Dataset entries
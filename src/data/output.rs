//! Output handler contract.
//!
//! The engine pushes every captured frame through an [`OutputHandler`]. The
//! call sequence for one run is always
//!
//! ```text
//! ( begin_stack  process_slice*  finalize_stack )*  finalize_acquisition
//! ```
//!
//! with `finalize_acquisition` called exactly once, also when the run is
//! cancelled or fails. Handlers are never called concurrently.

use async_trait::async_trait;
use serde::{Deserialize, Serialize};

use crate::error::AppResult;
use crate::hardware::Frame;

/// Where and when a frame was captured.
#[derive(Debug, Clone, Copy, PartialEq, Serialize, Deserialize)]
pub struct SliceMetadata {
    /// Timepoint index
    pub timepoint: usize,
    /// Row (view) index within the timepoint
    pub row: usize,
    /// Slice index within the stack
    pub slice: usize,
    /// Stage X at capture, microns
    pub x: f64,
    /// Stage Y at capture, microns
    pub y: f64,
    /// Stage Z at capture, microns
    pub z: f64,
    /// Rotation at capture, degrees
    pub theta: f64,
    /// Milliseconds since the run started
    pub elapsed_ms: f64,
}

/// A frame plus its capture metadata.
#[derive(Debug, Clone, PartialEq, Serialize, Deserialize)]
pub struct TaggedFrame {
    /// Pixel data
    pub frame: Frame,
    /// Capture metadata
    pub meta: SliceMetadata,
}

/// Frames accumulated by a handler, in delivery order.
#[derive(Debug, Clone, Default, PartialEq)]
pub struct ImageStack {
    /// Frames in the order they were received
    pub frames: Vec<TaggedFrame>,
}

impl ImageStack {
    /// Number of frames.
    pub fn len(&self) -> usize {
        self.frames.len()
    }

    /// Whether the stack holds no frames.
    pub fn is_empty(&self) -> bool {
        self.frames.is_empty()
    }

    /// Frames belonging to one stack.
    pub fn stack(&self, timepoint: usize, row: usize) -> impl Iterator<Item = &TaggedFrame> {
        self.frames
            .iter()
            .filter(move |f| f.meta.timepoint == timepoint && f.meta.row == row)
    }
}

/// Consumer of captured frames.
///
/// `image` may be called at any time, including mid-run, and returns what the
/// handler has accumulated so far (or `None` if it keeps nothing in memory).
#[async_trait]
pub trait OutputHandler: Send {
    /// A stack for `(timepoint, row)` starts.
    async fn begin_stack(&mut self, timepoint: usize, row: usize) -> AppResult<()>;

    /// One captured frame.
    async fn process_slice(&mut self, frame: TaggedFrame) -> AppResult<()>;

    /// The stack for `(timepoint, row)` is complete.
    async fn finalize_stack(&mut self, timepoint: usize, row: usize) -> AppResult<()>;

    /// The run is over; flush and close everything.
    async fn finalize_acquisition(&mut self) -> AppResult<()>;

    /// Accumulated result so far.
    async fn image(&mut self) -> AppResult<Option<ImageStack>>;
}

#[async_trait]
impl<T: OutputHandler + ?Sized> OutputHandler for Box<T> {
    async fn begin_stack(&mut self, timepoint: usize, row: usize) -> AppResult<()> {
        (**self).begin_stack(timepoint, row).await
    }

    async fn process_slice(&mut self, frame: TaggedFrame) -> AppResult<()> {
        (**self).process_slice(frame).await
    }

    async fn finalize_stack(&mut self, timepoint: usize, row: usize) -> AppResult<()> {
        (**self).finalize_stack(timepoint, row).await
    }

    async fn finalize_acquisition(&mut self) -> AppResult<()> {
        (**self).finalize_acquisition().await
    }

    async fn image(&mut self) -> AppResult<Option<ImageStack>> {
        (**self).image().await
    }
}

What to do: For this exercise, repeat exactly the lines of the data above from the one with "the run started" down to the one with "Number of frames.", both end lines included.

Reply to the exercise:
    /// Milliseconds since the run started
    pub elapsed_ms: f64,
}

/// A frame plus its capture metadata.
#[derive(Debug, Clone, PartialEq, Serialize, Deserialize)]
pub struct TaggedFrame {
    /// Pixel data
    pub frame: Frame,
    /// Capture metadata
    pub meta: SliceMetadata,
}

/// Frames accumulated by a handler, in delivery order.
#[derive(Debug, Clone, Default, PartialEq)]
pub struct ImageStack {
    /// Frames in the order they were received
    pub frames: Vec<TaggedFrame>,
}

impl ImageStack {
    /// Number of frames.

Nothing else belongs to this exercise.